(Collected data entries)
┏━━

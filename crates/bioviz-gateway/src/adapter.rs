//! Adapter from a model client's wire reply to an [`ActionRequest`].
//!
//! The assistant message of an OpenAI-style chat completion carries optional
//! text content and zero or more tool calls whose arguments arrive as a raw
//! string. The gateway processes at most one capability request per decision
//! cycle: the first call is honored, the rest are dropped with a warning.

use serde::Deserialize;

use crate::types::ActionRequest;

/// Assistant message as returned by an OpenAI-compatible chat endpoint.
#[derive(Debug, Clone, Deserialize)]
pub struct ModelReply {
    #[serde(default)]
    pub content: Option<String>,
    #[serde(default)]
    pub tool_calls: Vec<ToolCall>,
}

#[derive(Debug, Clone, Deserialize)]
pub struct ToolCall {
    pub function: FunctionCall,
}

#[derive(Debug, Clone, Deserialize)]
pub struct FunctionCall {
    pub name: String,
    /// Raw serialized arguments, untrusted and possibly malformed.
    #[serde(default)]
    pub arguments: String,
}

impl ModelReply {
    /// Reduce this reply to the single action request the gateway processes.
    pub fn into_request(self) -> ActionRequest {
        let mut calls = self.tool_calls.into_iter();
        match calls.next() {
            Some(first) => {
                let ignored: Vec<String> = calls.map(|c| c.function.name).collect();
                if !ignored.is_empty() {
                    tracing::warn!(
                        count = ignored.len(),
                        ignored = ?ignored,
                        "Model requested multiple tool calls; honoring only the first"
                    );
                }
                ActionRequest {
                    response_text: self.content,
                    capability_name: Some(first.function.name),
                    raw_arguments: first.function.arguments,
                }
            }
            None => ActionRequest {
                response_text: self.content,
                capability_name: None,
                raw_arguments: String::new(),
            },
        }
    }
}

// =============================================================================
// Tests
// =============================================================================

#[cfg(test)]
mod tests {
    use super::*;

    #[test]
    fn test_text_only_reply() {
        let reply: ModelReply =
            serde_json::from_str(r#"{"content": "The pathway is enriched."}"#).unwrap();
        let request = reply.into_request();
        assert_eq!(request.response_text.as_deref(), Some("The pathway is enriched."));
        assert!(request.capability_name.is_none());
    }

    #[test]
    fn test_single_tool_call() {
        let reply: ModelReply = serde_json::from_str(
            r#"{
                "content": null,
                "tool_calls": [
                    {"function": {"name": "render_pathway", "arguments": "{\"pathway_id\":\"hsa04210\"}"}}
                ]
            }"#,
        )
        .unwrap();
        let request = reply.into_request();
        assert_eq!(request.capability_name.as_deref(), Some("render_pathway"));
        assert!(request.raw_arguments.contains("hsa04210"));
    }

    #[test]
    fn test_multiple_tool_calls_first_wins() {
        let reply: ModelReply = serde_json::from_str(
            r#"{
                "tool_calls": [
                    {"function": {"name": "update_thresholds", "arguments": "{}"}},
                    {"function": {"name": "export_data", "arguments": "{}"}},
                    {"function": {"name": "render_pathway", "arguments": "{}"}}
                ]
            }"#,
        )
        .unwrap();
        let request = reply.into_request();
        assert_eq!(request.capability_name.as_deref(), Some("update_thresholds"));
    }

    #[test]
    fn test_missing_arguments_default_to_empty() {
        let reply: ModelReply = serde_json::from_str(
            r#"{"tool_calls": [{"function": {"name": "list_pathways"}}]}"#,
        )
        .unwrap();
        let request = reply.into_request();
        assert_eq!(request.capability_name.as_deref(), Some("list_pathways"));
        assert!(request.raw_arguments.is_empty());
    }

    #[test]
    fn test_empty_reply() {
        let reply: ModelReply = serde_json::from_str("{}").unwrap();
        let request = reply.into_request();
        assert!(request.response_text.is_none());
        assert!(request.capability_name.is_none());
    }

    #[test]
    fn test_malformed_arguments_pass_through_untouched() {
        // The adapter does not validate arguments; that is the engine's job
        let reply: ModelReply = serde_json::from_str(
            r#"{"tool_calls": [{"function": {"name": "render_pathway", "arguments": "{bad json"}}]}"#,
        )
        .unwrap();
        let request = reply.into_request();
        assert_eq!(request.raw_arguments, "{bad json");
    }
}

┗━━

Please give an exact copy of every entry.

__Response to this exercise__.
filename crates/bioviz-gateway/src/adapter.rs
//! Adapter from a model client's wire reply to an [`ActionRequest`].
//!
//! The assistant message of an OpenAI-style chat completion carries optional
//! text content and zero or more tool calls whose arguments arrive as a raw
//! string. The gateway processes at most one capability request per decision
//! cycle: the first call is honored, the rest are dropped with a warning.

use serde::Deserialize;

use crate::types::ActionRequest;

/// Assistant message as returned by an OpenAI-compatible chat endpoint.
#[derive(Debug, Clone, Deserialize)]
pub struct ModelReply {
    #[serde(default)]
    pub content: Option<String>,
    #[serde(default)]
    pub tool_calls: Vec<ToolCall>,
}

#[derive(Debug, Clone, Deserialize)]
pub struct ToolCall {
    pub function: FunctionCall,
}

#[derive(Debug, Clone, Deserialize)]
pub struct FunctionCall {
    pub name: String,
    /// Raw serialized arguments, untrusted and possibly malformed.
    #[serde(default)]
    pub arguments: String,
}

impl ModelReply {
    /// Reduce this reply to the single action request the gateway processes.
    pub fn into_request(self) -> ActionRequest {
        let mut calls = self.tool_calls.into_iter();
        match calls.next() {
            Some(first) => {
                let ignored: Vec<String> = calls.map(|c| c.function.name).collect();
                if !ignored.is_empty() {
                    tracing::warn!(
                        count = ignored.len(),
                        ignored = ?ignored,
                        "Model requested multiple tool calls; honoring only the first"
                    );
                }
                ActionRequest {
                    response_text: self.content,
                    capability_name: Some(first.function.name),
                    raw_arguments: first.function.arguments,
                }
            }
            None => ActionRequest {
                response_text: self.content,
                capability_name: None,
                raw_arguments: String::new(),
            },
        }
    }
}

// =============================================================================
// Tests
// =============================================================================

#[cfg(test)]
mod tests {
    use super::*;

    #[test]
    fn test_text_only_reply() {
        let reply: ModelReply =
            serde_json::from_str(r#"{"content": "The pathway is enriched."}"#).unwrap();
        let request = reply.into_request();
        assert_eq!(request.response_text.as_deref(), Some("The pathway is enriched."));
        assert!(request.capability_name.is_none());
    }

    #[test]
    fn test_single_tool_call() {
        let reply: ModelReply = serde_json::from_str(
            r#"{
                "content": null,
                "tool_calls": [
                    {"function": {"name": "render_pathway", "arguments": "{\"pathway_id\":\"hsa04210\"}"}}
                ]
            }"#,
        )
        .unwrap();
        let request = reply.into_request();
        assert_eq!(request.capability_name.as_deref(), Some("render_pathway"));
        assert!(request.raw_arguments.contains("hsa04210"));
    }

    #[test]
    fn test_multiple_tool_calls_first_wins() {
        let reply: ModelReply = serde_json::from_str(
            r#"{
                "tool_calls": [
                    {"function": {"name": "update_thresholds", "arguments": "{}"}},
                    {"function": {"name": "export_data", "arguments": "{}"}},
                    {"function": {"name": "render_pathway", "arguments": "{}"}}
                ]
            }"#,
        )
        .unwrap();
        let request = reply.into_request();
        assert_eq!(request.capability_name.as_deref(), Some("update_thresholds"));
    }

    #[test]
    fn test_missing_arguments_default_to_empty() {
        let reply: ModelReply = serde_json::from_str(
            r#"{"tool_calls": [{"function": {"name": "list_pathways"}}]}"#,
        )
        .unwrap();
        let request = reply.into_request();
        assert_eq!(request.capability_name.as_deref(), Some("list_pathways"));
        assert!(request.raw_arguments.is_empty());
    }

    #[test]
    fn test_empty_reply() {
        let reply: ModelReply = serde_json::from_str("{}").unwrap();
        let request = reply.into_request();
        assert!(request.response_text.is_none());
        assert!(request.capability_name.is_none());
    }

    #[test]
    fn test_malformed_arguments_pass_through_untouched() {
        // The adapter does not validate arguments; that is the engine's job
        let reply: ModelReply = serde_json::from_str(
            r#"{"tool_calls": [{"function": {"name": "render_pathway", "arguments": "{bad json"}}]}"#,
        )
        .unwrap();
        let request = reply.into_request();
        assert_eq!(request.raw_arguments, "{bad json");
    }
}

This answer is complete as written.